**Records to process**
//! Output formatter trait

use council_domain::{CouncilRecord, Node};

/// Trait for formatting council records
pub trait OutputFormatter {
    /// Format every stage of the record
    fn format(&self, record: &CouncilRecord, roster: &[Node], chairman: &Node) -> String;

    /// Format as JSON
    fn format_json(&self, record: &CouncilRecord) -> String;

    /// Format the verdict only (concise output)
    fn format_synthesis_only(&self, record: &CouncilRecord, chairman: &Node) -> String;
}
//! Anthropic Messages API adapter
//!
//! `x-api-key` + `anthropic-version` header auth, `content[0].text`
//! responses, `content_block_delta` streaming frames.

use super::http::{ensure_success, send_json, transport};
use super::sse::{Frame, Termination, parse_json, pump};
use super::{ProviderAdapter, ProviderRequest};
use async_trait::async_trait;
use council_application::ports::node_gateway::{GatewayError, StreamHandle};
use council_domain::ProtocolKind;
use serde_json::{Value, json};
use tracing::debug;

pub const ANTHROPIC_VERSION: &str = "2023-06-01";
pub const MAX_TOKENS: u32 = 1024;

/// Adapter for the Anthropic Messages API.
pub struct AnthropicAdapter {
    client: reqwest::Client,
}

impl AnthropicAdapter {
    pub fn new(client: reqwest::Client) -> Self {
        Self { client }
    }

    fn post(&self, request: &ProviderRequest, stream: bool) -> reqwest::RequestBuilder {
        let url = format!("{}/messages", request.endpoint);
        debug!("POST {} (model: {}, stream: {})", url, request.model, stream);
        self.client
            .post(url)
            .header("x-api-key", request.api_key.as_deref().unwrap_or_default())
            .header("anthropic-version", ANTHROPIC_VERSION)
            .json(&request_body(request, stream))
    }
}

/// Build the Messages API request body.
pub(crate) fn request_body(request: &ProviderRequest, stream: bool) -> Value {
    let mut body = json!({
        "model": request.model,
        "max_tokens": MAX_TOKENS,
        "messages": [{"role": "user", "content": request.prompt}],
    });
    if let Some(system) = request.system() {
        body["system"] = Value::String(system.to_string());
    }
    if stream {
        body["stream"] = Value::Bool(true);
    }
    body
}

pub(crate) fn parse_completion(body: &Value) -> String {
    body.pointer("/content/0/text")
        .and_then(Value::as_str)
        .unwrap_or_default()
        .to_string()
}

/// Parse one streaming frame by its `type` field.
pub(crate) fn parse_frame(data: &str) -> Frame {
    let Some(json) = parse_json(data) else {
        return Frame::Skip;
    };
    match json.get("type").and_then(Value::as_str) {
        Some("content_block_delta") => json
            .pointer("/delta/text")
            .and_then(Value::as_str)
            .map(|t| Frame::Delta(t.to_string()))
            .unwrap_or(Frame::Skip),
        Some("message_stop") => Frame::Done,
        Some("error") => Frame::Error(
            json.pointer("/error/message")
                .and_then(Value::as_str)
                .unwrap_or("provider reported a stream error")
                .to_string(),
        ),
        _ => Frame::Skip,
    }
}

#[async_trait]
impl ProviderAdapter for AnthropicAdapter {
    fn protocol(&self) -> ProtocolKind {
        ProtocolKind::Anthropic
    }

    async fn generate(&self, request: &ProviderRequest) -> Result<String, GatewayError> {
        let body = send_json(self.post(request, false)).await?;
        Ok(parse_completion(&body))
    }

    async fn generate_stream(
        &self,
        request: ProviderRequest,
    ) -> Result<StreamHandle, GatewayError> {
        let response = self.post(&request, true).send().await.map_err(transport)?;
        let response = ensure_success(response).await?;
        Ok(pump(response, parse_frame, Termination::Marker))
    }
}

#[cfg(test)]
mod tests {
    use super::*;

    fn request() -> ProviderRequest {
        ProviderRequest {
            endpoint: "https://api.anthropic.com/v1".to_string(),
            api_key: Some("sk-ant-test".to_string()),
            model: "claude-3-5-sonnet-20240620".to_string(),
            prompt: "Summarise the debate.".to_string(),
            system: Some("Focus on semantic nuance.".to_string()),
        }
    }

    #[test]
    fn test_request_body() {
        let body = request_body(&request(), false);
        assert_eq!(body["max_tokens"], 1024);
        assert_eq!(body["system"], "Focus on semantic nuance.");
        assert_eq!(body["messages"][0]["role"], "user");
        assert_eq!(body["messages"].as_array().unwrap().len(), 1);
        assert!(body.get("stream").is_none());

        let mut bare = request();
        bare.system = None;
        let body = request_body(&bare, true);
        assert!(body.get("system").is_none());
        assert_eq!(body["stream"], true);
    }

    #[test]
    fn test_parse_completion() {
        let body = json!({"content": [{"type": "text", "text": "Verdict."}]});
        assert_eq!(parse_completion(&body), "Verdict.");
        assert_eq!(parse_completion(&json!({})), "");
    }

    #[test]
    fn test_parse_frames() {
        assert_eq!(
            parse_frame(r#"{"type":"content_block_delta","index":0,"delta":{"type":"text_delta","text":"Hi"}}"#),
            Frame::Delta("Hi".to_string())
        );
        assert_eq!(parse_frame(r#"{"type":"message_start","message":{}}"#), Frame::Skip);
        assert_eq!(parse_frame(r#"{"type":"ping"}"#), Frame::Skip);
        assert_eq!(parse_frame(r#"{"type":"message_stop"}"#), Frame::Done);
        assert_eq!(
            parse_frame(r#"{"type":"error","error":{"type":"overloaded_error","message":"Overloaded"}}"#),
            Frame::Error("Overloaded".to_string())
        );
        assert_eq!(parse_frame("{\"type\":\"content_blo"), Frame::Skip);
    }
}
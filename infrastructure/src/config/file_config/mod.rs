//! Raw TOML configuration data types
//!
//! These structs represent the exact structure of the TOML config file.
//! They are deserialized directly and use domain types where appropriate.

mod context_budget;
mod council;
mod credentials;
mod debate;
mod output;
mod round;

pub use context_budget::FileContextBudgetConfig;
pub use council::{FileCouncilConfig, FileNodeConfig};
pub use credentials::FileCredentialsConfig;
pub use debate::FileDebateConfig;
pub use output::{FileLoggingConfig, FileOutputConfig};
pub use round::FileRoundConfig;

use serde::{Deserialize, Serialize};

/// How serious a configuration issue is
#[derive(Debug, Clone, Copy, PartialEq, Eq)]
pub enum Severity {
    Info,
    Warning,
    /// The affected entry is ignored
    Error,
}

/// One problem found by [`FileConfig::validate`]
#[derive(Debug, Clone, PartialEq, Eq)]
pub struct ConfigIssue {
    pub severity: Severity,
    /// Dotted path of the offending field
    pub field: String,
    pub message: String,
}

impl ConfigIssue {
    pub fn error(field: impl Into<String>, message: impl Into<String>) -> Self {
        Self::new(Severity::Error, field, message)
    }

    pub fn warning(field: impl Into<String>, message: impl Into<String>) -> Self {
        Self::new(Severity::Warning, field, message)
    }

    pub fn info(field: impl Into<String>, message: impl Into<String>) -> Self {
        Self::new(Severity::Info, field, message)
    }

    fn new(severity: Severity, field: impl Into<String>, message: impl Into<String>) -> Self {
        Self {
            severity,
            field: field.into(),
            message: message.into(),
        }
    }

    pub fn is_error(&self) -> bool {
        self.severity == Severity::Error
    }
}

impl std::fmt::Display for ConfigIssue {
    fn fmt(&self, f: &mut std::fmt::Formatter<'_>) -> std::fmt::Result {
        write!(f, "{}: {}", self.field, self.message)
    }
}

/// Complete file configuration (raw TOML structure)
#[derive(Debug, Clone, Default, PartialEq, Serialize, Deserialize)]
#[serde(default)]
pub struct FileConfig {
    /// Roster: preset or explicit members, and the chairman
    pub council: FileCouncilConfig,
    /// Provider keys
    pub credentials: FileCredentialsConfig,
    /// Round quorum, peer review and per-node timeout
    pub round: FileRoundConfig,
    /// Debate length and timer cadence
    pub debate: FileDebateConfig,
    /// Prompt quoting budgets
    pub context_budget: FileContextBudgetConfig,
    /// Output settings
    pub output: FileOutputConfig,
    /// Conversation and diagnostic log locations
    pub logging: FileLoggingConfig,
}

impl FileConfig {
    /// Validate the entire configuration, returning all detected issues.
    ///
    /// Never fails the load; callers decide what to print.
    pub fn validate(&self) -> Vec<ConfigIssue> {
        let mut issues = Vec::new();
        self.council.validate(&mut issues);
        self.round.validate(&mut issues);
        self.debate.validate(&mut issues);
        issues.extend(self.context_budget.to_context_budget().1);
        issues
    }

    pub fn has_errors(issues: &[ConfigIssue]) -> bool {
        issues.iter().any(ConfigIssue::is_error)
    }
}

**About this task**
What are the lines, exactly as written above, from the line with "fn fmt(&self, f: &mut" to the line with "pub struct FileConfig", both included? Output only those.

**Written answer**
    fn fmt(&self, f: &mut std::fmt::Formatter<'_>) -> std::fmt::Result {
        write!(f, "{}: {}", self.field, self.message)
    }
}

/// Complete file configuration (raw TOML structure)
#[derive(Debug, Clone, Default, PartialEq, Serialize, Deserialize)]
#[serde(default)]
pub struct FileConfig {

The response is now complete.